One catch: FDA approval of these drugs (except interferon and IL2) is for patients who are stage IV, or sometimes stage IIII with inoperable disease. Additionally, anti-PD1 drugs are approved for patients only after they have tried and 'failed' (ie experienced disease progression or had no positive response) to ipi and the BRAFi (if BRAF positive).
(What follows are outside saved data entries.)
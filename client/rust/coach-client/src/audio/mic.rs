use super::{downmix_to_mono_into, AudioChunk, AudioInput, CaptureConstraints, OpenedInput};
use crate::error::{ClientError, Result};

use cpal::traits::{DeviceTrait, HostTrait, StreamTrait};
use cpal::{FromSample, SampleFormat, SizedSample, StreamConfig};
use tokio::sync::mpsc;
use tracing::{debug, info, warn};

const CHUNK_CHANNEL_CAPACITY: usize = 64;

fn device_err(e: impl std::fmt::Display) -> ClientError {
    ClientError::Device(e.to_string())
}

/// The default system microphone.
///
/// cpal streams are not `Send`, so each opened stream lives on its own thread
/// until released.
#[derive(Debug, Default)]
pub struct MicInput {
    device_name: Option<String>,
}

impl MicInput {
    pub fn new() -> Self {
        Self::default()
    }

    /// Uses the input device with this name instead of the default one.
    pub fn with_device(name: impl Into<String>) -> Self {
        Self { device_name: Some(name.into()) }
    }
}

impl AudioInput for MicInput {
    fn open(&mut self, constraints: &CaptureConstraints) -> Result<OpenedInput> {
        if constraints.echo_cancellation || constraints.noise_suppression {
            debug!(
                echo_cancellation = constraints.echo_cancellation,
                noise_suppression = constraints.noise_suppression,
                "input processing requested, recording raw device signal"
            );
        }
        let constraints = *constraints;
        let device_name = self.device_name.clone();
        let (init_tx, init_rx) = std::sync::mpsc::channel::<Result<u32>>();
        let (stop_tx, stop_rx) = std::sync::mpsc::channel::<()>();
        let (tx, rx) = mpsc::channel::<AudioChunk>(CHUNK_CHANNEL_CAPACITY);

        let thread = std::thread::Builder::new().name("coach-mic".to_string()).spawn(move || {
            let stream = match start_stream(device_name.as_deref(), &constraints, tx) {
                Ok((stream, rate)) => {
                    let _ = init_tx.send(Ok(rate));
                    stream
                }
                Err(err) => {
                    let _ = init_tx.send(Err(err));
                    return;
                }
            };
            // Returns on an explicit stop or once the controller side is gone.
            let _ = stop_rx.recv();
            drop(stream);
        })?;

        let sample_rate_hz = match init_rx.recv() {
            Ok(result) => result?,
            Err(_) => return Err(device_err("microphone thread exited")),
        };
        info!(sample_rate_hz, "microphone opened");
        let release = Box::new(move || {
            let _ = stop_tx.send(());
            if thread.join().is_err() {
                warn!("microphone thread panicked");
            }
        });
        Ok(OpenedInput { sample_rate_hz, chunks: rx, release })
    }
}

fn start_stream(
    device_name: Option<&str>,
    constraints: &CaptureConstraints,
    tx: mpsc::Sender<AudioChunk>,
) -> Result<(cpal::Stream, u32)> {
    let host = cpal::default_host();
    let device = match device_name {
        None => host.default_input_device(),
        Some(name) => host
            .input_devices()
            .map_err(device_err)?
            .find(|d| d.name().map(|n| n == name).unwrap_or(false)),
    }
    .ok_or_else(|| device_err("no input device available"))?;

    let preferred = cpal::SampleRate(constraints.sample_rate_hz);
    let input_config = device
        .supported_input_configs()
        .map_err(device_err)?
        .find(|c| c.min_sample_rate() <= preferred && preferred <= c.max_sample_rate())
        .map(|c| c.with_sample_rate(preferred));
    let input_config = match input_config {
        Some(c) => c,
        None => device.default_input_config().map_err(device_err)?,
    };

    let sample_rate_hz = input_config.sample_rate().0;
    let channels = usize::from(input_config.channels());
    let stream_config: StreamConfig = input_config.clone().into();

    let stream = match input_config.sample_format() {
        SampleFormat::F32 => build_stream::<f32>(&device, &stream_config, channels, sample_rate_hz, tx)?,
        SampleFormat::I16 => build_stream::<i16>(&device, &stream_config, channels, sample_rate_hz, tx)?,
        SampleFormat::U16 => build_stream::<u16>(&device, &stream_config, channels, sample_rate_hz, tx)?,
        other => return Err(device_err(format!("unsupported input sample format: {other:?}"))),
    };
    stream.play().map_err(device_err)?;
    Ok((stream, sample_rate_hz))
}

fn build_stream<T>(
    device: &cpal::Device,
    config: &StreamConfig,
    channels: usize,
    sample_rate_hz: u32,
    tx: mpsc::Sender<AudioChunk>,
) -> Result<cpal::Stream>
where
    T: SizedSample,
    f32: FromSample<T>,
{
    let mut mono_buf = Vec::<f32>::new();
    device
        .build_input_stream(
            config,
            move |data: &[T], _info| {
                downmix_to_mono_into(data, channels, &mut mono_buf, |s| f32::from_sample_(s));
                if mono_buf.is_empty() {
                    return;
                }
                let chunk = AudioChunk { samples: mono_buf.clone(), sample_rate_hz };
                if let Err(mpsc::error::TrySendError::Full(_)) = tx.try_send(chunk) {
                    warn!("capture buffer full, dropping audio");
                }
            },
            move |err| {
                warn!(error = %err, "mic input stream error");
            },
            None,
        )
        .map_err(device_err)
}
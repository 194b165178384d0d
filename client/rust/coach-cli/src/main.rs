use anyhow::Result;
use clap::{Parser, Subcommand};
use tracing_subscriber::EnvFilter;

mod analyze;
mod record;
mod voice_clone;

#[derive(Parser, Debug)]
#[command(author, version, about = "Speech coach gateway CLI")]
struct Cli {
    /// Base URL of the gateway
    #[arg(long, env = "COACH_GATEWAY_URL", default_value = "http://localhost:3000", global = true)]
    url: String,

    #[command(subcommand)]
    command: Commands,
}

#[derive(Subcommand, Debug)]
enum Commands {
    /// Record the microphone into a WAV file
    Record(record::RecordArgs),
    /// Start an analysis and follow its progress
    Analyze(analyze::AnalyzeArgs),
    /// Follow the event stream of an existing session
    Watch(analyze::WatchArgs),
    /// Wait for a voice-clone job to finish
    VoiceCloneStatus(voice_clone::StatusArgs),
}

#[tokio::main]
async fn main() -> Result<()> {
    tracing_subscriber::fmt()
        .with_env_filter(EnvFilter::from_default_env())
        .with_writer(std::io::stderr)
        .init();

    let cli = Cli::parse();

    match cli.command {
        Commands::Record(args) => record::run(args).await?,
        Commands::Analyze(args) => analyze::run(&cli.url, args).await?,
        Commands::Watch(args) => analyze::watch(&cli.url, args).await?,
        Commands::VoiceCloneStatus(args) => voice_clone::run(&cli.url, args).await?,
    }

    Ok(())
}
The best trial treatment going for melanoma with disease or without is an ipi/nivo combo. A study of Stage IV folks on the combo had a 45% response rate and better than 70% 2 year survival. It does come with a rather high side effect rate given the two meds. Here is a link to a post I wrote about its use as an adjuvant treatment: http://chaoticallypreciselifeloveandmelanoma.blogspot.com/2015/04/ipi-vs-nivo-trial-as-adjuvant-for-stage.html
That particular posted was NED at Stage 3a. However, as a now Stage IV patient, though you are currently rendered NED, I am pretty sure that your qualify for these drugs as noted. As to whether or not to seek treatment, given your NED status, is a personal decision. Some watch and wait, saving systemic treatment for later. However, immunotherapies work best when there is the lowest disease burden. Researchers are coming to believe that treating sooner, rather than later, will turn out to be best. Artie, makes a very important point, however. Cost vs benefit. If you have melanoma everywhere, the risk of side effects vs the obvious side effects of no treatment is very clear. When you have melanoma only microscopically…side effect risks are a bit more cloudy.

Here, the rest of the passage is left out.